**What to do:** Your task is to find every line of the data that holds the string "callee" and copy it.

(Data shown begins)

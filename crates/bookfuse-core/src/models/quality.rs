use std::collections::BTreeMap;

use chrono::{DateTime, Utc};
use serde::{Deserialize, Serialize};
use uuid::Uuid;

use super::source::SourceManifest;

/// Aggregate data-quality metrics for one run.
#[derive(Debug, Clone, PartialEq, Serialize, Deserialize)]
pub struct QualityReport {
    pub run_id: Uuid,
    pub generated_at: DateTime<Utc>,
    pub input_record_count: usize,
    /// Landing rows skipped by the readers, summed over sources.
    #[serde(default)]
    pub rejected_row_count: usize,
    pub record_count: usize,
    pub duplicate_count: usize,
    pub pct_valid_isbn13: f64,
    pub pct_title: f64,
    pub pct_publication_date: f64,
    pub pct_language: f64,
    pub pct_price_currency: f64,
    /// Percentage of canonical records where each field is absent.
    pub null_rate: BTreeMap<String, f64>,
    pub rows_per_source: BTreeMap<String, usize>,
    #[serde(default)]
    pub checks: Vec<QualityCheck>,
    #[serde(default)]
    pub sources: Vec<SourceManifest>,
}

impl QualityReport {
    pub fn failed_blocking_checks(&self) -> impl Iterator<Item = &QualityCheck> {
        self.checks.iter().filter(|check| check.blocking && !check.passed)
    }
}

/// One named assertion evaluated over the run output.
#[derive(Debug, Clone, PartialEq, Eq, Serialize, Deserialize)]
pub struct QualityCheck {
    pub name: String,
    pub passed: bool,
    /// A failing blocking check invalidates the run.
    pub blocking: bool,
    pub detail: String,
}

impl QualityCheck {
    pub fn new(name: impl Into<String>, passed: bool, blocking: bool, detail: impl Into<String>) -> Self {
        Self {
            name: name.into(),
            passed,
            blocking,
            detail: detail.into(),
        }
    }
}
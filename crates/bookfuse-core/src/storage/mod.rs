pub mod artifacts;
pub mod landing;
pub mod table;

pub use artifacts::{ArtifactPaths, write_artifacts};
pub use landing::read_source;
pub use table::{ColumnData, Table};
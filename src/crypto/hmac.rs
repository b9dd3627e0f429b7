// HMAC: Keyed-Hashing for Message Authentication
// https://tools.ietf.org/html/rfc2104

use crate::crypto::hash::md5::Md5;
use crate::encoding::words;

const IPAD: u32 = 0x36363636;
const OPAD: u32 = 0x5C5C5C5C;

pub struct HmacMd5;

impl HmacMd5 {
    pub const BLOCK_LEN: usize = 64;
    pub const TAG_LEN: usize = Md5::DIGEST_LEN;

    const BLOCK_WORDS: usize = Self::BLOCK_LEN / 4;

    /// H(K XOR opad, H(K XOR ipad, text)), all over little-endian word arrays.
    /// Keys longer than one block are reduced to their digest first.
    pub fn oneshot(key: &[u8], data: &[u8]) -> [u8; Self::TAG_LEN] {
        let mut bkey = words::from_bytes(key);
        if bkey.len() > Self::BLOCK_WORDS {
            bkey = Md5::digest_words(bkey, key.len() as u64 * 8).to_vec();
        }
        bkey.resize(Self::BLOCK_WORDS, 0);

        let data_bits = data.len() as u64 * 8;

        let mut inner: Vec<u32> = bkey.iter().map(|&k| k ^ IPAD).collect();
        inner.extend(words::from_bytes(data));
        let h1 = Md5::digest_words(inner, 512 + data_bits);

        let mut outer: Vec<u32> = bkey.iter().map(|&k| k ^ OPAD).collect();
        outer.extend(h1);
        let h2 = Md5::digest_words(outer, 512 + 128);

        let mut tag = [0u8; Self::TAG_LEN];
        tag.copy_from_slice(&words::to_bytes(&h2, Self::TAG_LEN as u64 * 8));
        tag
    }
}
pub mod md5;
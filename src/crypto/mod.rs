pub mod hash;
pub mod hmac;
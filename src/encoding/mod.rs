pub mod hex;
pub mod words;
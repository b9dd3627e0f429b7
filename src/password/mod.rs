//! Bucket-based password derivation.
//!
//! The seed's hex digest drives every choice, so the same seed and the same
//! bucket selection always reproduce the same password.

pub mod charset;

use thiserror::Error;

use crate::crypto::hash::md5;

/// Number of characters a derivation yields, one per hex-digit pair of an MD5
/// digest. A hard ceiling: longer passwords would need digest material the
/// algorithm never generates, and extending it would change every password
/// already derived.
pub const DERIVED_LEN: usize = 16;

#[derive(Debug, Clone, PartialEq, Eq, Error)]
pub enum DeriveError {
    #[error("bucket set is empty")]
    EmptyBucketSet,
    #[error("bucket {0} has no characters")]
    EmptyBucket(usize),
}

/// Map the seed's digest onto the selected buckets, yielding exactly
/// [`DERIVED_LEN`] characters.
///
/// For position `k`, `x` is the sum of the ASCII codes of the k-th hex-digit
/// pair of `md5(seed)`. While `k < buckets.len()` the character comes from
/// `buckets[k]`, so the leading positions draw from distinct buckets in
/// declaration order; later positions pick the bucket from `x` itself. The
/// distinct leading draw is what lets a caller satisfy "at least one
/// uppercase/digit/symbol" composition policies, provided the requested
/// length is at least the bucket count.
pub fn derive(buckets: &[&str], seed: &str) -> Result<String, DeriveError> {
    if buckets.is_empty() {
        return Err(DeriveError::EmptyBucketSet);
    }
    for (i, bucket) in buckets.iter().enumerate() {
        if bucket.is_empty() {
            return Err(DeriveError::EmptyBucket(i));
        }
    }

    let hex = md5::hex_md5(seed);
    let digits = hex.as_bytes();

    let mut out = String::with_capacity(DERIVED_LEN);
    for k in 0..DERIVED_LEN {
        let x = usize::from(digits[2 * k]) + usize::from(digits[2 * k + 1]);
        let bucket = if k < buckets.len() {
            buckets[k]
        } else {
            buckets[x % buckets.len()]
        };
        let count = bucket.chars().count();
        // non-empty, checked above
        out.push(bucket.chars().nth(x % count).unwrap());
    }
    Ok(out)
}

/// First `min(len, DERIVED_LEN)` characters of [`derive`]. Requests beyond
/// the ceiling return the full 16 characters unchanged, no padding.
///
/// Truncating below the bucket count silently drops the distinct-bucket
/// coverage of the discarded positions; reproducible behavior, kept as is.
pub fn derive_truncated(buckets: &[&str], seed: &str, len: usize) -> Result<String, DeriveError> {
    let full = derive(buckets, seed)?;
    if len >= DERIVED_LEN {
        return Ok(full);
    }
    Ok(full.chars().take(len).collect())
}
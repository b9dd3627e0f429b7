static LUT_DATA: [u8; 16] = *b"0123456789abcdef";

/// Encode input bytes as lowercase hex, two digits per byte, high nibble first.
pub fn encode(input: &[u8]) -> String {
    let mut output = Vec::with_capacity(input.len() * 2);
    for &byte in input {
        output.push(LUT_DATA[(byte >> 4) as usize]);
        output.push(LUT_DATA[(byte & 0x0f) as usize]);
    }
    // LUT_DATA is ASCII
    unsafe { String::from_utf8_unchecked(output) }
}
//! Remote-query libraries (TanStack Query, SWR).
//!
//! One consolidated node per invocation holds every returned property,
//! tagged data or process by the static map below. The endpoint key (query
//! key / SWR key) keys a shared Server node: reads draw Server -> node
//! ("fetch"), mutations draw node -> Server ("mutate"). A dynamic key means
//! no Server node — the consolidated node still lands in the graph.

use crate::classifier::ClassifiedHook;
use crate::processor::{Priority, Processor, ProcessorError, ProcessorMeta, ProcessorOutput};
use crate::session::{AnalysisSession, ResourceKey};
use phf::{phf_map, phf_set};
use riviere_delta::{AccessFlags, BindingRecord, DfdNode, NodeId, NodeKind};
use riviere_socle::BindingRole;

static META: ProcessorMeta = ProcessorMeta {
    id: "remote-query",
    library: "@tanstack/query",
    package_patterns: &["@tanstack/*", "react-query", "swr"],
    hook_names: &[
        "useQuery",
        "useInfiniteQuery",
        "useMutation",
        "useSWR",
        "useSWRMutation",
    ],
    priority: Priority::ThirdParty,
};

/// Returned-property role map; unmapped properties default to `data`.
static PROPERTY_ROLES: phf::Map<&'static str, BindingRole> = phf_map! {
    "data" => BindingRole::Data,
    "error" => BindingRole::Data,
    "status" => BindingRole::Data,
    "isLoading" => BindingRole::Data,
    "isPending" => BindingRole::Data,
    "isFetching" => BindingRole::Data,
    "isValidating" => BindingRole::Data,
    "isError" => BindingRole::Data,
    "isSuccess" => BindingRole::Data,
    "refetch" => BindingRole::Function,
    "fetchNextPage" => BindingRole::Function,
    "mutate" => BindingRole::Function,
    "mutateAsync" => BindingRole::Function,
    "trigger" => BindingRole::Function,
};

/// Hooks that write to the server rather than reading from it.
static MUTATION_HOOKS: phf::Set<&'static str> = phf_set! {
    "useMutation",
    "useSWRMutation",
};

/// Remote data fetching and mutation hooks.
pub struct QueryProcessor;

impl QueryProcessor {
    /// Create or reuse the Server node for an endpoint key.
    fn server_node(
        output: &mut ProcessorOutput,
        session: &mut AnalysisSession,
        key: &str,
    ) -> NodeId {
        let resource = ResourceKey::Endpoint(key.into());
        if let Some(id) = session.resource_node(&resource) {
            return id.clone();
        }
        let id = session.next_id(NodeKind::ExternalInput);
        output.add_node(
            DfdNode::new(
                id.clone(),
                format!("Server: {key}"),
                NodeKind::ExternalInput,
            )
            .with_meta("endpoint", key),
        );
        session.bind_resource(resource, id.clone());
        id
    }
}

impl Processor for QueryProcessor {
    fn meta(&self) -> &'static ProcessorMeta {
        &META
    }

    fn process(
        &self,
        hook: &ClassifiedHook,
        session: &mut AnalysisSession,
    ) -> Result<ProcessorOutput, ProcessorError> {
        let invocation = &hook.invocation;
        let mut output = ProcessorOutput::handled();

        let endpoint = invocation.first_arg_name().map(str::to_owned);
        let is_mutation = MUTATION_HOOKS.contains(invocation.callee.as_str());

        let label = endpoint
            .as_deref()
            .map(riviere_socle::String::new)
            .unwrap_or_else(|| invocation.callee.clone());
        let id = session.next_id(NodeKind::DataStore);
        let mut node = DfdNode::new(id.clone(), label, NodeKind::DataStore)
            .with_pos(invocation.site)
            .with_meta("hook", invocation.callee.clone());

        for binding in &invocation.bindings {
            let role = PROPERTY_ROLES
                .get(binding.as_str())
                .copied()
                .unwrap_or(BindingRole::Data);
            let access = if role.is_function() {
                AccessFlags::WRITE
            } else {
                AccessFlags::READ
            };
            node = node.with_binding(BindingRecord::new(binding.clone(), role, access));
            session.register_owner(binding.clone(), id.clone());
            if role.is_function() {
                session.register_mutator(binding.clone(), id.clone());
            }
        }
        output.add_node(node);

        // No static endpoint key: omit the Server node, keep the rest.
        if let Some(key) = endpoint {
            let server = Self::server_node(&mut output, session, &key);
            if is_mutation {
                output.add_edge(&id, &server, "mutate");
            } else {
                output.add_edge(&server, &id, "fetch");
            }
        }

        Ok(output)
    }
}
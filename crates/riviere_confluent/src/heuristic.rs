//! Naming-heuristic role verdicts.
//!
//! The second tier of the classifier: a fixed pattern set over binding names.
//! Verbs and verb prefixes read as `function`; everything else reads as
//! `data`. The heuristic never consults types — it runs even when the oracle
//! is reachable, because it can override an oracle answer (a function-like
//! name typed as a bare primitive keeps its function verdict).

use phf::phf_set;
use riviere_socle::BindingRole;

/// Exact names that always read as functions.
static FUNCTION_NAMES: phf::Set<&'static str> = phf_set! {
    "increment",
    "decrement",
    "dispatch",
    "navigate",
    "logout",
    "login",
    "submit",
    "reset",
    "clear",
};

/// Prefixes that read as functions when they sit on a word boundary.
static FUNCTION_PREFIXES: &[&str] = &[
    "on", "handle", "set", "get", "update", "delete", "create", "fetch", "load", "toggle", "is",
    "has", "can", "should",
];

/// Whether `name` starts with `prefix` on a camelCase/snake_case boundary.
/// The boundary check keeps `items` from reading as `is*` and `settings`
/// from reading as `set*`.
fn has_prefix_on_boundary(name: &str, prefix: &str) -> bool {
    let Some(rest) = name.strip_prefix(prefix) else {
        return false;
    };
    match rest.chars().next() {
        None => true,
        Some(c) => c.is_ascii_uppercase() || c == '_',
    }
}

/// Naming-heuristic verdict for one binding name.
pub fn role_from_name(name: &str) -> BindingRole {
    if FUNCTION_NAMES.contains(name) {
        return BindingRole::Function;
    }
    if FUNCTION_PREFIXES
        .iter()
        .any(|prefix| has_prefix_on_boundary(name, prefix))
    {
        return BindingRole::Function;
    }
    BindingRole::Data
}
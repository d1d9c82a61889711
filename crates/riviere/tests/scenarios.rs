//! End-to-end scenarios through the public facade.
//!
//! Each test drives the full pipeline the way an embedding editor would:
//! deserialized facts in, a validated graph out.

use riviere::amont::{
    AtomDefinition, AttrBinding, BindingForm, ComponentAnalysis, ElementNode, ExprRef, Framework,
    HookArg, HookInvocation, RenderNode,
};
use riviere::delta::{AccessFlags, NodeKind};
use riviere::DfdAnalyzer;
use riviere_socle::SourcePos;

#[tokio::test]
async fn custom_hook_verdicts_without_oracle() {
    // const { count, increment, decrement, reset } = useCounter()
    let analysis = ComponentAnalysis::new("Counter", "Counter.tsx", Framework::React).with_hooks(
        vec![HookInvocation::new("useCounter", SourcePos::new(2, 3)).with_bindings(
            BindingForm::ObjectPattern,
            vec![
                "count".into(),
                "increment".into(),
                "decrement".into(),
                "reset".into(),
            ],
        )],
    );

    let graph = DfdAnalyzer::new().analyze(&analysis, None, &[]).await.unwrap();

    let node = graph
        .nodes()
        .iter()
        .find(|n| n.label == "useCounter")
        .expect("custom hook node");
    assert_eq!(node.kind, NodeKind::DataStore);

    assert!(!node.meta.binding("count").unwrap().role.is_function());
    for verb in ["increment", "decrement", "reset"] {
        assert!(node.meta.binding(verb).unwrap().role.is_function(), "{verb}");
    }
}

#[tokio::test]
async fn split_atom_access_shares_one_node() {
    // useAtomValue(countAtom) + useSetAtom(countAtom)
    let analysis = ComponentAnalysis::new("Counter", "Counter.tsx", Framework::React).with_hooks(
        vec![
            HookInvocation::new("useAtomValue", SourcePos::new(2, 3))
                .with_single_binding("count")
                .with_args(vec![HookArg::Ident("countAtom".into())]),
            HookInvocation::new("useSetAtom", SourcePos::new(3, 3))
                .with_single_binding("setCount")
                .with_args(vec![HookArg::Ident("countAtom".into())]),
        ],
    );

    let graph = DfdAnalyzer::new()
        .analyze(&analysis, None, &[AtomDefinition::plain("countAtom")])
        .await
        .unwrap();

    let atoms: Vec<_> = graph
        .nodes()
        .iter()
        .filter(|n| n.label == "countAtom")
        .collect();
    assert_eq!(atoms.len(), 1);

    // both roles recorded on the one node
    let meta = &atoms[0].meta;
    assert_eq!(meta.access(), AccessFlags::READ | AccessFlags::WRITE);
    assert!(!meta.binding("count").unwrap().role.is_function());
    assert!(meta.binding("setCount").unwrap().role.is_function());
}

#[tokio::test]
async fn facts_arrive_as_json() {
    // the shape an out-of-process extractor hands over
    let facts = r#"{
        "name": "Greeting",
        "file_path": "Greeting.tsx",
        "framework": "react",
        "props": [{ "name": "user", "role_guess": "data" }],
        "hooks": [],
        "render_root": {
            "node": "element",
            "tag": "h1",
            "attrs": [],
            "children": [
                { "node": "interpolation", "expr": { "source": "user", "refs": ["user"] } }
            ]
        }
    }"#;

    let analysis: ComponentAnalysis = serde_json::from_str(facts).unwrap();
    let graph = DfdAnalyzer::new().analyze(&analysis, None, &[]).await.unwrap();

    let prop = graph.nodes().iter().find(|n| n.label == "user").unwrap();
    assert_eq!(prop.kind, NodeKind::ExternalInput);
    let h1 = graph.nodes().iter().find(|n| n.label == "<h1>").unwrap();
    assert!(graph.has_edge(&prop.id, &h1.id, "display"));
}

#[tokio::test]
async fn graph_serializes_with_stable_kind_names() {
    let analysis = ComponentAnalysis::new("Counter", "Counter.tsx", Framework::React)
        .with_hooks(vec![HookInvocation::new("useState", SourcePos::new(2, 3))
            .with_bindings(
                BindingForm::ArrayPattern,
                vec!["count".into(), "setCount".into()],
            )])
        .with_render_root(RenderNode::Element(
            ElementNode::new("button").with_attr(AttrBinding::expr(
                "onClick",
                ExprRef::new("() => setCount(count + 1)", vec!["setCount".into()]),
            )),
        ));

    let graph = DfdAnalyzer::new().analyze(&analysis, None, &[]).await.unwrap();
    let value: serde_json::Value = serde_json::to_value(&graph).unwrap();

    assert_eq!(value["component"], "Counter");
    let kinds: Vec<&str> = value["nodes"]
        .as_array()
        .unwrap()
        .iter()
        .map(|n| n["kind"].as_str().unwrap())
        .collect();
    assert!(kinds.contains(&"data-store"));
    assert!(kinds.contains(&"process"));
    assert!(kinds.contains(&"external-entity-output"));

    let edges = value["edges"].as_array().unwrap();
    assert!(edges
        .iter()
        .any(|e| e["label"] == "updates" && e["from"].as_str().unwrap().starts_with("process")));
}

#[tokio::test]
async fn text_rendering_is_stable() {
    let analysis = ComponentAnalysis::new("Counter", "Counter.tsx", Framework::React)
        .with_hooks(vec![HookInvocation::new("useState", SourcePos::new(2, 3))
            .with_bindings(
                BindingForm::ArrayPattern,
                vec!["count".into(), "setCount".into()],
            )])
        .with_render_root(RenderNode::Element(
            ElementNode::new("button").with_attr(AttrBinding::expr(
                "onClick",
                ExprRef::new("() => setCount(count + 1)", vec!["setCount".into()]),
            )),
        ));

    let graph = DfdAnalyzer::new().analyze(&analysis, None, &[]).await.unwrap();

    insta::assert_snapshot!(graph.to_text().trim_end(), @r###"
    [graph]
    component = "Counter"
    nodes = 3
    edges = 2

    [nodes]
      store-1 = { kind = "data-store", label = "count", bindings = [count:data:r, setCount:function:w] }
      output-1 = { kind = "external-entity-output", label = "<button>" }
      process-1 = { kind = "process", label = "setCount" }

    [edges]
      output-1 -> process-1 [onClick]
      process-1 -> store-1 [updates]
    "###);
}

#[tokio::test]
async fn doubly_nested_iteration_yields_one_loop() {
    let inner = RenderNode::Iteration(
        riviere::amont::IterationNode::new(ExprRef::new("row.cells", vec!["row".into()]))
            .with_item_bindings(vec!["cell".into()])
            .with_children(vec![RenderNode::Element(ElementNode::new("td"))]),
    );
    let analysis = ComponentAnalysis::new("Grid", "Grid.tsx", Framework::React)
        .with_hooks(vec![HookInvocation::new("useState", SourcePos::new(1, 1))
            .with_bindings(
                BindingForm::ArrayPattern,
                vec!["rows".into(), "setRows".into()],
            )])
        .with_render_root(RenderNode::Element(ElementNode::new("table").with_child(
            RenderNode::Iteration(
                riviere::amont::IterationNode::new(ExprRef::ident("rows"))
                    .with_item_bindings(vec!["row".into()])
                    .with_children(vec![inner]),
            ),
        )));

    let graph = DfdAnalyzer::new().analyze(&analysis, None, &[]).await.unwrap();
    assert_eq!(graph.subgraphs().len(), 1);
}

(Data shown ends)

**Response area:**
        let is_mutation = MUTATION_HOOKS.contains(invocation.callee.as_str());
            .unwrap_or_else(|| invocation.callee.clone());
            .with_meta("hook", invocation.callee.clone());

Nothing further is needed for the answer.